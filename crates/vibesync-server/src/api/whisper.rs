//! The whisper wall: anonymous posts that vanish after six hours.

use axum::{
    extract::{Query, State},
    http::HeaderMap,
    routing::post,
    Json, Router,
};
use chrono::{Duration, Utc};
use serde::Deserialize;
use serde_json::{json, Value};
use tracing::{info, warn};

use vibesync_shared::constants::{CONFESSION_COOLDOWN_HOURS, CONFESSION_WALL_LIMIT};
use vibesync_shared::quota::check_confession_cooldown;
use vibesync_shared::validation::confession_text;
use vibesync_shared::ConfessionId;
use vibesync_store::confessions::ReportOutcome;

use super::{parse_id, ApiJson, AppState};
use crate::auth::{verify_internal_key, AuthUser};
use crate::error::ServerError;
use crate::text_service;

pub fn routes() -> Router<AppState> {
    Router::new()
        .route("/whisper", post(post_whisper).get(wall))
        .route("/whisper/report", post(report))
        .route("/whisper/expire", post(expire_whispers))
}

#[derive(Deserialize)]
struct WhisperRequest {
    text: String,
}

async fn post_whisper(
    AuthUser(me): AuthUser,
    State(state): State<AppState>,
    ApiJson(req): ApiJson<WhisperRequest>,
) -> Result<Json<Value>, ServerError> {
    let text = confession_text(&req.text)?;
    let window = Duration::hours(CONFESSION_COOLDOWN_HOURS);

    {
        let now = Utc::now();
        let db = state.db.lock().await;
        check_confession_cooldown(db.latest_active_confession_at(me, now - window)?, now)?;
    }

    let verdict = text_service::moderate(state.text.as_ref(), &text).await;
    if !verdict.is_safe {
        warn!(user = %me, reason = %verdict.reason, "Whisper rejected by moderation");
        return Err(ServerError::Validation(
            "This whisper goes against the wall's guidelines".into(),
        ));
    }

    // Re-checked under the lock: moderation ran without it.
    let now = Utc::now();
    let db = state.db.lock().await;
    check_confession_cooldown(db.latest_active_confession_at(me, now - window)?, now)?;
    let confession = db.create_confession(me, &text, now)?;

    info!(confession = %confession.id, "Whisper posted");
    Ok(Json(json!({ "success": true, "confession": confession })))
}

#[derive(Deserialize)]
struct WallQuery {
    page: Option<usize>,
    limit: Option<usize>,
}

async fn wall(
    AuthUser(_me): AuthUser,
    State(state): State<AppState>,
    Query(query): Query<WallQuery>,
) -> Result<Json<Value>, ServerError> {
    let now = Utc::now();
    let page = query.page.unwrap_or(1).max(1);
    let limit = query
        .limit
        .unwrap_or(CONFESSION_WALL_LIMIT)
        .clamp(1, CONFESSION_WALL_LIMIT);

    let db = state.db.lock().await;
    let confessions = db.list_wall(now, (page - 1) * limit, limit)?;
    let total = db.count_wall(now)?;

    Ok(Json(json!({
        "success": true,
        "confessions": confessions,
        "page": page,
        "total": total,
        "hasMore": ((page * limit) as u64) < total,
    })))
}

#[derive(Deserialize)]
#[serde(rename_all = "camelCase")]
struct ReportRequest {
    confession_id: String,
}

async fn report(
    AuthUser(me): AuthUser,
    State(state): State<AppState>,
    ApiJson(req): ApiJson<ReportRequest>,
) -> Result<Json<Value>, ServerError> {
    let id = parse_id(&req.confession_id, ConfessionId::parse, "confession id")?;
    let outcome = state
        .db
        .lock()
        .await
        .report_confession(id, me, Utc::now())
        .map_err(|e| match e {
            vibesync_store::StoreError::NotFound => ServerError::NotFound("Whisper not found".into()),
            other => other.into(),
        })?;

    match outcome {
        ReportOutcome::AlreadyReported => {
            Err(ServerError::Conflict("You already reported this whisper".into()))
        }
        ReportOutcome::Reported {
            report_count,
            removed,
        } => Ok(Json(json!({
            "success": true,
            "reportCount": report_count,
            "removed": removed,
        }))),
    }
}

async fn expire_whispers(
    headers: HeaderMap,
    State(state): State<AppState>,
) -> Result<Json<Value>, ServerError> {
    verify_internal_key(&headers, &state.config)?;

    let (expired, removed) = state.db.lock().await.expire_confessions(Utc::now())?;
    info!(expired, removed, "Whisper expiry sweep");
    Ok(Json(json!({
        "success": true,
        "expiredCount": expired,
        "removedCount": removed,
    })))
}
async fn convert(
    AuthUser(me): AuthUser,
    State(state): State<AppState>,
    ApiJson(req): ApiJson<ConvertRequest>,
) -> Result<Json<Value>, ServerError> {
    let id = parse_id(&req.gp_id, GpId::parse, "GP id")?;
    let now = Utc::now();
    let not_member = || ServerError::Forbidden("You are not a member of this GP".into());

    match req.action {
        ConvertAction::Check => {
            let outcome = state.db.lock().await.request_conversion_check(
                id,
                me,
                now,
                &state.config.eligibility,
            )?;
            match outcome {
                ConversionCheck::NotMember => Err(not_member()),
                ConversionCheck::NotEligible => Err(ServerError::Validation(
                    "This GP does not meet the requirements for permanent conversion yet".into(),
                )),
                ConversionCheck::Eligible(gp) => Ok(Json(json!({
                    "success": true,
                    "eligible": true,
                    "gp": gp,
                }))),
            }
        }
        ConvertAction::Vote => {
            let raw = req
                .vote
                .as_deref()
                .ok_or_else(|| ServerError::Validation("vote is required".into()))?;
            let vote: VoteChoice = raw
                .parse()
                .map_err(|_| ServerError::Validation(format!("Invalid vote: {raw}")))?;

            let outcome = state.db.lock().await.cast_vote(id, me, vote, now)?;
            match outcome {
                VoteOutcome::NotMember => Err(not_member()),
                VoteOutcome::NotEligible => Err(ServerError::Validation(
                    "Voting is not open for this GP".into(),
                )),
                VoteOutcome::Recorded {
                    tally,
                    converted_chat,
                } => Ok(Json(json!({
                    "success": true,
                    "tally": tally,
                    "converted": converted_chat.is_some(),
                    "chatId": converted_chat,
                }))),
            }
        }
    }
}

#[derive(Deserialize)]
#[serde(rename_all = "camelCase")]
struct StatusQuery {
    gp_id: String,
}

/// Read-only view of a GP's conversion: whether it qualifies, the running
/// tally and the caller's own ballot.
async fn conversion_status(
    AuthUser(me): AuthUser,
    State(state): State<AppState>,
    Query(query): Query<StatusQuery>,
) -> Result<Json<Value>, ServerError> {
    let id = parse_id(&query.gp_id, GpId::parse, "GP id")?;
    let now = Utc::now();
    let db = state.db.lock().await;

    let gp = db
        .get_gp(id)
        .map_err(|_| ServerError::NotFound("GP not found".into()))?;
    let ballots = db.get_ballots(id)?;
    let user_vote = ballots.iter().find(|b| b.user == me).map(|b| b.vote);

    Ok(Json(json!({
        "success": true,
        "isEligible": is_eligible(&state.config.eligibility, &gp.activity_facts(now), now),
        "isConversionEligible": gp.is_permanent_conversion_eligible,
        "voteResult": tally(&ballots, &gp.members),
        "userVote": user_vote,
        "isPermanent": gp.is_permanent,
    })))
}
----------------
### [WHAT YOU ARE ASKED TO DO]
When a line in the records above contains the word "NotEligible", copy it.

### [ANSWER TO THIS PROBLEM]
                ConversionCheck::NotEligible => Err(ServerError::Validation(
                VoteOutcome::NotEligible => Err(ServerError::Validation(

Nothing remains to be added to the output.